Thanks to Laura Seay for tweeting the link to this excellent long article in The Atlantic: The Danger in Losing Sight of Ebola Victims' Humanity. Strongly recommended. Excerpt:
When a crisis like Ebola strikes in this context it is not surprising that aggressive, opaque public health measures are met with suspicion, resistance, and anger. The Ebola task force meetings I continued to attend increasingly focused on these community level challenges. The hour long task force meetings turned into four hours, circling around and around one issue: “the lack of understanding.”
Funding began pouring in from the large NGOs for door-to-door sensitization. Pickup trucks with large speakers drove slowly through the market each day, blasting: “It feels like malaria, but it’s not! If you want to survive, go quickly to a facility!” One day, my motorbike taxi was halted as a several-thousand-person “Ebola protest” marched through town, families vehemently chanting as if to scare the disease away.
As public health authorities in Freetown and Kono—as well as the international media—increasingly complained of how people in Kailahun “did not understand,” the situation was spiraling out of control. Several times, patients were forcibly removed by their relatives from isolation wards and disappeared into the rural provinces.
This, too, was interpreted as a result of ignorance, and inspired a new round of educational initiatives arguing against the use of local healers and traditional medicine in Kono and elsewhere.
“Many people in Sierra Leone, where an Ebola epidemic has gripped the country for the first time, refuse to accept that the disease can be tackled by Western medicine,” a writer for The Economist’s Baobab Blog explained. As the outbreak continued to spread, so too did a shallow discourse of socio-cultural explanations. Health authorities, experts, and the media increasingly blamed communities for the continued spread of the disease.
In public health, the emphasis on “harmful behaviors” arising from ignorance fails to acknowledge the complex socioeconomic factors and structural conditions that can lead to poor health. In the wake of the first Ebola cases in Guinea, the Guinean government and later the Sierra Leonean government launched a massive campaign to persuade people not to hunt and consume bushmeat, which is thought to carry Ebola.
Though well-intentioned, these campaigns did not adequately consider that malnutrition is widespread in rural West Africa, and villages in which the population heavily relies on bushmeat are often healthier—in our experience, they even have significantly lower rates of malnourishment.

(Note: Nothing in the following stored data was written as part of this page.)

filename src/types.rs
use serde::{Deserialize, Serialize};

#[derive(Debug, Clone, PartialEq, Serialize, Deserialize)]
pub struct Token {
    pub token_type: String,
    pub access_token: String,
    pub refresh_token: String,
    /// Absolute expiry timestamp in epoch seconds.
    pub expiry_time: u64,
}

#[derive(Debug, Clone)]
pub struct PkceToken {
    pub code_verifier: String,
    pub token: Option<Token>,
}

/// One row of a library CSV export. Both TIDAL and Spotify exports carry
/// these headers; the artist column is missing from some exports.
#[derive(Debug, Clone, PartialEq, Deserialize)]
pub struct SourceTrack {
    #[serde(rename = "Playlist name")]
    pub playlist: String,
    #[serde(rename = "Track name")]
    pub title: String,
    #[serde(rename = "Artist name", default)]
    pub artist: String,
}

/// A record that could not be placed, as written to the report file.
#[derive(Debug, Clone, PartialEq, Serialize, Deserialize)]
pub struct UnmatchedTrack {
    #[serde(rename = "Playlist Name")]
    pub playlist: String,
    #[serde(rename = "Track Name")]
    pub title: String,
    #[serde(rename = "Artist Name")]
    pub artist: String,
}

#[derive(Debug, Clone, Serialize, Deserialize)]
#[serde(rename_all = "camelCase")]
pub struct SessionInfo {
    pub session_id: String,
    pub user_id: u64,
    pub country_code: String,
}

#[derive(Debug, Clone, PartialEq, Serialize, Deserialize)]
#[serde(rename_all = "camelCase")]
pub struct Playlist {
    pub uuid: String,
    pub title: String,
    pub description: Option<String>,
    pub number_of_tracks: Option<u64>,
}

#[derive(Debug, Clone, Serialize, Deserialize)]
#[serde(rename_all = "camelCase")]
pub struct UserPlaylistsResponse {
    pub items: Vec<Playlist>,
    pub total_number_of_items: u64,
    pub limit: u64,
    pub offset: u64,
}

#[derive(Debug, Clone, PartialEq, Serialize, Deserialize)]
pub struct Track {
    pub id: u64,
    pub title: String,
    pub artist: Option<TrackArtist>,
}

#[derive(Debug, Clone, PartialEq, Serialize, Deserialize)]
pub struct TrackArtist {
    pub id: u64,
    pub name: String,
}

#[derive(Debug, Clone, Serialize, Deserialize)]
#[serde(rename_all = "camelCase")]
pub struct PlaylistTracksResponse {
    pub items: Vec<Track>,
    pub total_number_of_items: u64,
    pub limit: u64,
    pub offset: u64,
}

#[derive(Debug, Clone, Serialize, Deserialize)]
pub struct SearchResponse {
    pub tracks: Option<SearchTracks>,
}

#[derive(Debug, Clone, Serialize, Deserialize)]
pub struct SearchTracks {
    pub items: Vec<Track>,
}
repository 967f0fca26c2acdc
use axum::{Extension, Router, routing::get};
use std::{net::SocketAddr, str::FromStr, sync::Arc};
use tokio::sync::Mutex;

use crate::{api, config, error, types::PkceToken};

pub async fn start_api_server(state: Arc<Mutex<Option<PkceToken>>>) {
    let app = Router::new()
        .route("/health", get(api::health))
        .route("/callback", get(api::callback).layer(Extension(state)));

    let addr = match SocketAddr::from_str(&config::server_addr()) {
        Ok(addr) => addr,
        Err(e) => error!("Failed to parse server address: {}", e),
    };

    let listener = tokio::net::TcpListener::bind(&addr).await.unwrap();
    axum::serve(listener, app).await.unwrap();
}
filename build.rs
//! Build script for the TIDAL CSV import CLI.
//!
//! Copies the `.env.example` configuration template from the crate root into
//! the user's local data directory (`<data_local_dir>/tidalsync/`) so that a
//! ready-to-edit example sits next to the `.env` file the application loads
//! at startup.
//!
//! A missing template only produces a cargo warning; directory creation or
//! copy failures abort the build.

use std::{env, fs, path::PathBuf};

fn main() -> Result<(), Box<dyn std::error::Error>> {
    // Re-run if the template changes
    println!("cargo:rerun-if-changed=env.example");

    // Where to copy FROM (crate root)
    let manifest_dir = PathBuf::from(env::var("CARGO_MANIFEST_DIR")?);
    let env_example_path = manifest_dir.join(".env.example");

    // Compute target dir (the local data dir) and ensure it exists
    let mut out_dir = dirs::data_local_dir().unwrap_or_else(|| PathBuf::from("."));
    out_dir.push("tidalsync");
    fs::create_dir_all(&out_dir)?;

    // Only copy if the source exists; otherwise warn instead of failing
    if env_example_path.is_file() {
        let contents = fs::read_to_string(&env_example_path)?;
        fs::write(out_dir.join(".env.example"), contents)?;
    } else {
        println!(
            "cargo:warning=env.example not found at {}",
            env_example_path.display()
        );
    }

    Ok(())
}
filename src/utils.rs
use std::collections::HashSet;

use base64::{Engine, engine::general_purpose::URL_SAFE_NO_PAD};
use rand::{Rng, distr::Alphanumeric};
use sha2::{Digest, Sha256};

use crate::types::SourceTrack;

pub fn generate_code_verifier() -> String {
    rand::rng()
        .sample_iter(&Alphanumeric)
        .take(128)
        .map(char::from)
        .collect()
}

pub fn generate_code_challenge(verifier: &str) -> String {
    let hash = Sha256::digest(verifier.as_bytes());
    URL_SAFE_NO_PAD.encode(hash)
}

/// Drops every record whose track name was already seen, keeping the first
/// occurrence in iteration order. The key is the exact track name, so two
/// different songs sharing a name collapse into one record.
pub fn dedupe_tracks(records: &mut Vec<SourceTrack>) {
    let mut seen_titles = HashSet::new();
    records.retain(|record| seen_titles.insert(record.title.clone()));
}

/// Builds the free-text catalog search query for a record: "title artist"
/// when an artist is known, the bare title otherwise.
pub fn build_search_query(title: &str, artist: &str) -> String {
    if artist.is_empty() {
        title.to_string()
    } else {
        format!("{} {}", title, artist)
    }
}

It wasn’t just an issue of people “not knowing” not to eat fruit bats and gorillas—bushmeat was their only source of protein. Continuing to eat it can be understood as a rational decision based on a risk assessment—malnutrition will likely always lead to more deaths in West Africa than an Ebola outbreak.
But I’ve also observed through four years of fieldwork in Sierra Leone that public health interventions that rely on the passive reception of “medical facts” by target communities and that hinge on getting "them" to think like "us," are simply ineffective.
To health workers, taking patients home to die in surrounded by their families, to be collectively buried and remembered in their villages might be considered “irrational” or “contributing to the spread of the disease.” But these practices also allow for a kind of solidarity and resilience in the face of capricious, cruel disease.